Le Code crée aux époux, à côté de devoirs égaux, fidélité, secours, assistance, des devoirs illégaux : à l’homme la protection, à la femme l’obéissance.
Partage dolosif, car si trop souvent la protection de l’homme est illusoire, l’obéissance de la plus faible est trop réelle, et permet au protecteur tous les abus de la force physique et de l’autorité légale.
L’obéissance de la femme se justifie de moins en moins depuis que, sortie de sa servitude, elle s’est affirmée, par son travail et son intelligence, l’égale de l’homme. Cette obéissance se justifie d’autant moins qu’elle n’est ni précise ni limitée et s’entend dans un sens absolu.
En fait, l’article 213 du Code civil place la femme sous la main-mise totale du mari. Le mari peut, en vertu de l’article 214, imposer à sa compagne le choix de leur résidence, si lointaine ou malsaine qu’elle soit, et la contraindre à y habiter. Chef de la communauté, il dispose de l’argent à sa guise ; père de famille, seul il a la haute main sur l’éducation des enfants. Investi, cela va de soi, du droit de possession conjugale, il peut infliger à sa femme une cohabitation parfois répugnante et des rapports qui violentent odieusement l’âme et le corps. La loi ne laisse à la femme mariée aucune échappatoire : elle est formelle et dure comme un coup de bâton… « Obéissance au mari ». Vlan !
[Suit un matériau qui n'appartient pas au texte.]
//! brainlink - Save, classify, preview and share links to external content
//!
//! Links to tweets, videos, LinkedIn posts and anything else are kept in a
//! remote store. This crate decides what kind each link is, how it can be
//! rendered, and drives the create / list / delete / share lifecycle.
//!
//! # Modules
//!
//! - `adapters`: Remote store (REST) and clipboard integrations
//! - `auth`: Session token slot and credentials
//! - `core`: Classification, embedding, lifecycle and share controllers
//! - `library`: Content items and the in-memory collection
//! - `cli`: Command-line interface
//!
//! # Usage
//!
//! ```bash
//! brainlink signin alice
//! brainlink add https://youtu.be/abc123 --title "Talk" --tags rust,async
//! brainlink list --kind youtube
//! brainlink share
//! ```

pub mod adapters;
pub mod auth;
pub mod cli;
pub mod config;
pub mod core;
pub mod library;

// Re-export main types at crate root for convenience
pub use adapters::{Clipboard, ContentStore, HttpStore};
pub use auth::{AuthToken, CredentialProvider, Credentials, FileTokenStore, MemoryTokenStore};
pub use crate::core::{
    classify, present, to_embed, CollectionState, ContentError, EmbedReference,
    LifecycleController, SessionController, ShareController, SharedView,
};
pub use library::{Collection, ContentId, ContentItem, ContentKind, NewContent, TagSet};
Il est facile d’objecter qu’en fait, très fréquemment par sa patience, par son astuce, ou par son énergie selon les cas, par l’influence aussi de ses charmes, dont elle s’abaisse à jouer comme d’un appât et d’une récompense, la femme conquiert au foyer une autorité sans conteste. C’est sa revanche contre le Code : et les plus malignes mènent des maris impérieux par le bout du nez, tout en ayant l’air de leur céder. D’autres, sachant la faiblesse de leur compagnon, n’y mettent pas tant d’égards, et, à force de tracasseries ou de scènes agressives, obligent le malheureux « protecteur » à acheter, par sa soumission récalcitrante, le bienfait sans prix, cause de toutes les lâchetés intimes ; la paix du ménage.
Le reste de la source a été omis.